- [TASK DESCRIPTION]: Emit an exact copy of the lines running from the start of the records to the line containing "use std::hint::black_box as bb;", both included.

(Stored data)
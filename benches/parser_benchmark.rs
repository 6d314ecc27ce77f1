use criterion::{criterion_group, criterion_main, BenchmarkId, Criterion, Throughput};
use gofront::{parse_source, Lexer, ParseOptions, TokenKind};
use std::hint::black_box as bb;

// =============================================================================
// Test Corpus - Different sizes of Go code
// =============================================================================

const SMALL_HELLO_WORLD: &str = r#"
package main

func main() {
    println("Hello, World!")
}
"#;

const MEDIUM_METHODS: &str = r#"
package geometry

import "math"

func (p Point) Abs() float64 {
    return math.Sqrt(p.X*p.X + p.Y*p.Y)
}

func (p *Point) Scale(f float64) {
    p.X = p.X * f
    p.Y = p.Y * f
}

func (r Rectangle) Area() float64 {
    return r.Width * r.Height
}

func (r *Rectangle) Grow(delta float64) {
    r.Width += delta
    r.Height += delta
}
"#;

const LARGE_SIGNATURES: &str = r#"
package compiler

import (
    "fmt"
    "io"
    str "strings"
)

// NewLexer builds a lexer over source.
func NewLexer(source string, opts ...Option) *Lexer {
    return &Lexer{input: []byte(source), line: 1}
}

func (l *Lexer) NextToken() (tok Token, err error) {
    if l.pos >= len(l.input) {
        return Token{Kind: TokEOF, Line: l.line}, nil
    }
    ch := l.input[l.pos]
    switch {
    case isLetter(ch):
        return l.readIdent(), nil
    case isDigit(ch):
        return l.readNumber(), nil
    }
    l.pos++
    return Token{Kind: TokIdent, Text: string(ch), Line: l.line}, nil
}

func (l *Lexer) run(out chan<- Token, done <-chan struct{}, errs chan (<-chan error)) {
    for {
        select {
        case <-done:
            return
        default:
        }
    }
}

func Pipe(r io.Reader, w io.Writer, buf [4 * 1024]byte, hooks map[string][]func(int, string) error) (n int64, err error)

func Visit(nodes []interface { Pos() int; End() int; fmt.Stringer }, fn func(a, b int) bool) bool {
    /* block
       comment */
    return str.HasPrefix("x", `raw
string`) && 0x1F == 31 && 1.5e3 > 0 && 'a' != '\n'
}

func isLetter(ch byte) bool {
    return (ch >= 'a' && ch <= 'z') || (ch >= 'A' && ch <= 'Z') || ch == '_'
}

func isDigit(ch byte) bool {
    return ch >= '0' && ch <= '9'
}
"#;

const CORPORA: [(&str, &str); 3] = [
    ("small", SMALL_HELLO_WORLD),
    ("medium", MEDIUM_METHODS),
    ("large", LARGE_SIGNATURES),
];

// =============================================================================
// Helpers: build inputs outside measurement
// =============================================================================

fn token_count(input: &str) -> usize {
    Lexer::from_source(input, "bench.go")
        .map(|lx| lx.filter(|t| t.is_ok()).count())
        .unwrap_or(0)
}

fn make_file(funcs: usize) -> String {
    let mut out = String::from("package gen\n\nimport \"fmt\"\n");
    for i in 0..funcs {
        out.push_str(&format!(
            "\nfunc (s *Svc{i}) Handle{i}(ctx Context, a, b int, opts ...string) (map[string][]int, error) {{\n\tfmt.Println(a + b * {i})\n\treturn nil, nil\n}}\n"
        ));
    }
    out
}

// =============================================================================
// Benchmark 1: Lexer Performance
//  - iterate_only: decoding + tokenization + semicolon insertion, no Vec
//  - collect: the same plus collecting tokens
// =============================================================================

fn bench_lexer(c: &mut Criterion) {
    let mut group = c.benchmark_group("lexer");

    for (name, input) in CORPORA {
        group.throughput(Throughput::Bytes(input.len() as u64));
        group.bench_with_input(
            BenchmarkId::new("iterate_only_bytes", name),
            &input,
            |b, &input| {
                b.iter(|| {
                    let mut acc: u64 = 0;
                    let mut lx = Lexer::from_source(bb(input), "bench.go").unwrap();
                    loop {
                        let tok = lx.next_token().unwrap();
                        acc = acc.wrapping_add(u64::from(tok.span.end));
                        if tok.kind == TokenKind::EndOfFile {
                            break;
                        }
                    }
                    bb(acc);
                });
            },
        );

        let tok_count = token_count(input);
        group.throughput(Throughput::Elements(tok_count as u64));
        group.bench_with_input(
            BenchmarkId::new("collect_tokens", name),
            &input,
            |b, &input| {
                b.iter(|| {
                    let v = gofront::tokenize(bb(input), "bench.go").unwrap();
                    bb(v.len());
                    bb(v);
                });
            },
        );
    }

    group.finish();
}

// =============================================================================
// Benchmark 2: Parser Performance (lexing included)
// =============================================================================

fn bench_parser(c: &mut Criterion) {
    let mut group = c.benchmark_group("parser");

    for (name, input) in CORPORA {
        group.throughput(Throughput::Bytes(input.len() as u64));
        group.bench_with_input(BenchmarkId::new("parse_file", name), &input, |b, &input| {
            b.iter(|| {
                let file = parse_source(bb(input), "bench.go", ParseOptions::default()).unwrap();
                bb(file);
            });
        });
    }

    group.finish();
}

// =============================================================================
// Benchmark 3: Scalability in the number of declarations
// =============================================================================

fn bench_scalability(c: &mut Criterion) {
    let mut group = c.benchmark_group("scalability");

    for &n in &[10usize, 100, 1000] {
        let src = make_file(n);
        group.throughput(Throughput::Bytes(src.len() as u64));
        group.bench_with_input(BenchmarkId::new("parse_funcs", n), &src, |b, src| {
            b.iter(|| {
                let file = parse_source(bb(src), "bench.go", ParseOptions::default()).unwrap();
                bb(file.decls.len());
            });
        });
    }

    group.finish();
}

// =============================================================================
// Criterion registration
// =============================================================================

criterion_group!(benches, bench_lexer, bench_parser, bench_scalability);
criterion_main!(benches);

- [RESULT OF THIS TASK]:
filename benches/parser_benchmark.rs
repository 6d314ecc27ce77f1
use criterion::{criterion_group, criterion_main, BenchmarkId, Criterion, Throughput};
use gofront::{parse_source, Lexer, ParseOptions, TokenKind};
use std::hint::black_box as bb;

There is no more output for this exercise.